Presidency Clarifies: Tinubu’s 5% Fuel Tax Will Not Begin in January 2026

Muhammad H Mamman
2 Min Read

By Muhammad Mamman

The Presidency has moved to calm public concerns over the proposed five per cent tax on fossil fuel sales, clarifying that the levy will not automatically take effect in January 2026. Instead, Finance Minister Wale Edun will determine the date of implementation.

Taiwo Oyedele, chairman of the Presidential Committee on Fiscal Policy and Tax Reforms, explained that the surcharge—enacted under the Federal Environmental Management Agency (FEMA) Act and incorporated into the new tax law—remains subject to a commencement order from the minister.

“There is misinformation suggesting this tax will take effect in January 2026. That is not the case,” Mr Oyedele said in a video shared on the State House’s official social media channels on Friday.

“The law provides that the surcharge will only begin on a future date to be announced by the Minister of Finance, who will determine the most appropriate time.”

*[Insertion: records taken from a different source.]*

//! End-to-end tests for adding, removing and reading entries

use pakstore::{AddFlags, Package, PackageError, HEADER_SIZE};
use std::io::Read;
use std::path::{Path, PathBuf};
use tempfile::TempDir;

fn package_path(dir: &TempDir) -> PathBuf {
    dir.path().join("test.pak")
}

fn write_source(dir: &Path, name: &str, content: &[u8]) -> PathBuf {
    let path = dir.join(name);
    std::fs::write(&path, content).unwrap();
    path
}

#[test]
fn test_two_file_scenario() {
    let dir = TempDir::new().unwrap();
    let a = write_source(dir.path(), "a.txt", b"hello");
    let b = write_source(dir.path(), "b.txt", b"abc");

    let mut pkg = Package::create(package_path(&dir)).unwrap();
    pkg.add_file(&a, "a", AddFlags::NONE).unwrap();
    pkg.add_file(&b, "b", AddFlags::NONE).unwrap();
    pkg.flush().unwrap();

    assert_eq!(pkg.file_count(), 2);
    assert_eq!(pkg.filename_by_index(0), Some("a"));
    assert_eq!(pkg.filename_by_index(1), Some("b"));
    assert_eq!(pkg.filename_by_index(2), None);

    let mut reader = pkg.open_file("a").unwrap();
    assert_eq!(reader.len(), 5);
    let mut content = Vec::new();
    reader.read_to_end(&mut content).unwrap();
    assert_eq!(content, b"hello");
    pkg.close_file(reader);
}

#[test]
fn test_round_trip_after_reopen() {
    let dir = TempDir::new().unwrap();
    let path = package_path(&dir);
    let files: Vec<(String, Vec<u8>)> = (0..40)
        .map(|i| (format!("data/file{}.bin", i), vec![i as u8; i * 37 + 1]))
        .collect();

    {
        let mut pkg = Package::create(&path).unwrap();
        for (name, content) in &files {
            pkg.add_bytes(name, content, AddFlags::NONE).unwrap();
        }
        pkg.close().unwrap();
    }

    let pkg = Package::open(&path, false).unwrap();
    assert_eq!(pkg.file_count(), files.len());
    for (name, content) in &files {
        assert!(pkg.has_file(name));
        assert_eq!(&pkg.read(name).unwrap(), content);
    }
}

#[test]
fn test_drop_flushes_pending_changes() {
    let dir = TempDir::new().unwrap();
    let path = package_path(&dir);
    {
        let mut pkg = Package::create(&path).unwrap();
        pkg.add_bytes("kept", b"on drop", AddFlags::NONE).unwrap();
    }

    let pkg = Package::open(&path, true).unwrap();
    assert_eq!(pkg.read("kept").unwrap(), b"on drop");
}

#[test]
fn test_lookup_is_case_insensitive() {
    let dir = TempDir::new().unwrap();
    let mut pkg = Package::create(package_path(&dir)).unwrap();
    pkg.add_bytes("Textures/Grass.PNG", b"png", AddFlags::NONE).unwrap();
    pkg.flush().unwrap();

    assert!(pkg.has_file("textures/grass.png"));
    assert_eq!(pkg.read("TEXTURES/GRASS.png").unwrap(), b"png");
    // Stored name keeps its original case
    assert_eq!(pkg.filename_by_index(0), Some("Textures/Grass.PNG"));
}

#[test]
fn test_idempotent_flush() {
    let dir = TempDir::new().unwrap();
    let path = package_path(&dir);
    let mut pkg = Package::create(&path).unwrap();
    pkg.add_bytes("a", b"12345", AddFlags::NONE).unwrap();
    pkg.flush().unwrap();
    let first = std::fs::read(&path).unwrap();

    pkg.flush().unwrap();
    assert!(!pkg.is_dirty());
    assert_eq!(std::fs::read(&path).unwrap(), first);
}

#[test]
fn test_dirty_blocks_all_reads() {
    let dir = TempDir::new().unwrap();
    let mut pkg = Package::create(package_path(&dir)).unwrap();
    pkg.add_bytes("a", b"1", AddFlags::NONE).unwrap();
    pkg.add_bytes("b", b"2", AddFlags::NONE).unwrap();
    assert!(!pkg.has_file("a"));
    pkg.flush().unwrap();
    assert!(pkg.has_file("b"));

    pkg.remove_file("a").unwrap();
    assert!(pkg.is_dirty());
    // Untouched entries are hidden too
    assert!(!pkg.has_file("b"));
    assert!(matches!(pkg.open_file("b"), Err(PackageError::Dirty)));

    pkg.flush().unwrap();
    assert!(!pkg.has_file("a"));
    assert!(pkg.has_file("b"));
    assert_eq!(pkg.file_count(), 1);
}

#[test]
fn test_space_reuse_first_fit() {
    let dir = TempDir::new().unwrap();
    let mut pkg = Package::create(package_path(&dir)).unwrap();
    pkg.add_bytes("a", &[1; 10], AddFlags::NONE).unwrap();
    pkg.add_bytes("filler", &[2; 10], AddFlags::NONE).unwrap();
    pkg.add_bytes("b", &[3; 10], AddFlags::NONE).unwrap();
    pkg.flush().unwrap();

    let b_offset = pkg.entry_info(2).unwrap().offset;
    assert_eq!(b_offset, HEADER_SIZE as u64 + 20);

    pkg.remove_file("a").unwrap();
    pkg.remove_file("filler").unwrap();
    pkg.flush().unwrap();
    let table_offset = pkg.header().entry_offset;

    pkg.add_bytes("c", &[4; 10], AddFlags::NONE).unwrap();
    let c = pkg.entry_info(0).unwrap();
    assert_eq!(c.name.as_deref(), Some("c"));
    assert_eq!(c.offset, HEADER_SIZE as u64);
    // Content region did not grow
    assert_eq!(pkg.header().entry_offset, table_offset);

    pkg.flush().unwrap();
    assert_eq!(pkg.read("c").unwrap(), vec![4; 10]);
    assert_eq!(pkg.read("b").unwrap(), vec![3; 10]);
}

#[test]
fn test_primary_hash_collision() {
    // 'a'*31 + '~' == 'b'*31 + '_'
    let dir = TempDir::new().unwrap();
    let path = package_path(&dir);
    {
        let mut pkg = Package::create(&path).unwrap();
        pkg.add_bytes("a~", b"first", AddFlags::NONE).unwrap();
        pkg.add_bytes("b_", b"second", AddFlags::NONE).unwrap();
        pkg.close().unwrap();
    }

    let pkg = Package::open(&path, false).unwrap();
    assert_eq!(pkg.read("a~").unwrap(), b"first");
    assert_eq!(pkg.read("b_").unwrap(), b"second");
}

#[test]
fn test_duplicate_requires_replace() {
    let dir = TempDir::new().unwrap();
    let mut pkg = Package::create(package_path(&dir)).unwrap();
    pkg.add_bytes("a", b"one", AddFlags::NONE).unwrap();
    pkg.flush().unwrap();

    assert!(matches!(
        pkg.add_bytes("a", b"two", AddFlags::NONE),
        Err(PackageError::AlreadyExists(_))
    ));
    assert!(!pkg.is_dirty());

    pkg.add_bytes("a", b"two", AddFlags::REPLACE).unwrap();
    pkg.flush().unwrap();
    assert_eq!(pkg.file_count(), 1);
    assert_eq!(pkg.read("a").unwrap(), b"two");
}

#[test]
fn test_remove_unknown() {
    let dir = TempDir::new().unwrap();
    let mut pkg = Package::create(package_path(&dir)).unwrap();
    assert!(matches!(
        pkg.remove_file("ghost"),
        Err(PackageError::NotFound(_))
    ));
    assert!(matches!(pkg.open_file("ghost"), Err(PackageError::NotFound(_))));
}

#[test]
fn test_tombstone_hides_readded_name_until_flush() {
    let dir = TempDir::new().unwrap();
    let mut pkg = Package::create(package_path(&dir)).unwrap();
    pkg.add_bytes("a", b"old", AddFlags::NONE).unwrap();
    pkg.flush().unwrap();

    pkg.remove_file("a").unwrap();
    // The tombstone ends the probe, so the name reads as free
    pkg.add_bytes("a", b"new", AddFlags::NONE).unwrap();
    // ...and the re-added copy cannot be found until the tombstone is gone
    assert!(matches!(pkg.remove_file("a"), Err(PackageError::NotFound(_))));

    pkg.flush().unwrap();
    assert_eq!(pkg.file_count(), 1);
    assert_eq!(pkg.read("a").unwrap(), b"new");
}

#[test]
fn test_read_only_package() {
    let dir = TempDir::new().unwrap();
    let path = package_path(&dir);
    {
        let mut pkg = Package::create(&path).unwrap();
        pkg.add_bytes("a", b"data", AddFlags::NONE).unwrap();
    }

    let mut pkg = Package::open(&path, true).unwrap();
    assert!(pkg.is_read_only());
    assert!(matches!(
        pkg.add_bytes("b", b"x", AddFlags::NONE),
        Err(PackageError::ReadOnly)
    ));
    assert!(matches!(pkg.remove_file("a"), Err(PackageError::ReadOnly)));
    assert!(matches!(pkg.defrag(), Err(PackageError::ReadOnly)));

    // Names are not loaded, lookups still work
    assert_eq!(pkg.file_count(), 1);
    assert_eq!(pkg.filename_by_index(0), None);
    assert_eq!(pkg.read("a").unwrap(), b"data");
}

#[test]
fn test_version_mismatch_opens_read_only() {
    let dir = TempDir::new().unwrap();
    let path = package_path(&dir);
    {
        let mut pkg = Package::create(&path).unwrap();
        pkg.add_bytes("a", b"data", AddFlags::NONE).unwrap();
    }

    let mut bytes = std::fs::read(&path).unwrap();
    bytes[4..8].copy_from_slice(&7u32.to_le_bytes());
    std::fs::write(&path, &bytes).unwrap();

    let mut pkg = Package::open(&path, false).unwrap();
    assert!(pkg.is_read_only());
    assert!(matches!(pkg.remove_file("a"), Err(PackageError::ReadOnly)));
    assert_eq!(pkg.read("a").unwrap(), b"data");
    drop(pkg);

    // Never rewritten
    assert_eq!(std::fs::read(&path).unwrap(), bytes);
}

#[test]
fn test_entries_listing() {
    let dir = TempDir::new().unwrap();
    let mut pkg = Package::create(package_path(&dir)).unwrap();
    pkg.add_bytes("x", &[0; 3], AddFlags::NONE).unwrap();
    pkg.add_bytes("y", &[0; 7], AddFlags::NONE).unwrap();
    pkg.flush().unwrap();

    let listed: Vec<_> = pkg
        .entries()
        .map(|e| (e.name.unwrap(), e.offset, e.size))
        .collect();
    assert_eq!(
        listed,
        vec![
            ("x".to_string(), HEADER_SIZE as u64, 3),
            ("y".to_string(), HEADER_SIZE as u64 + 3, 7),
        ]
    );
}

#[test]
fn test_empty_entry() {
    let dir = TempDir::new().unwrap();
    let path = package_path(&dir);
    {
        let mut pkg = Package::create(&path).unwrap();
        pkg.add_bytes("empty", b"", AddFlags::NONE).unwrap();
        pkg.add_bytes("full", b"abc", AddFlags::NONE).unwrap();
    }

    let pkg = Package::open(&path, false).unwrap();
    assert!(pkg.has_file("empty"));
    assert!(pkg.read("empty").unwrap().is_empty());
    assert_eq!(pkg.read("full").unwrap(), b"abc");
}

He added that proceeds from the surcharge would be ring-fenced for investment in transport infrastructure, aimed at reducing logistics costs, easing transportation burdens, and curbing inflation.

The clarification comes amid widespread criticism of the proposed tax, with many Nigerians decrying the additional burden at a time of economic hardship.

Opposition figures, including former Anambra State governor and Labour Party leader Peter Obi, have strongly opposed the plan.

“Nigerians will be forced to pay a five per cent levy on fuel and diesel at a time when millions are already struggling with the cost of transportation,” Mr Obi said.

Despite the pushback, the government insists the policy is designed to deliver long-term economic benefits by addressing the country’s infrastructural gaps. However, the exact timeline for its enforcement remains at the discretion of the Finance Minister.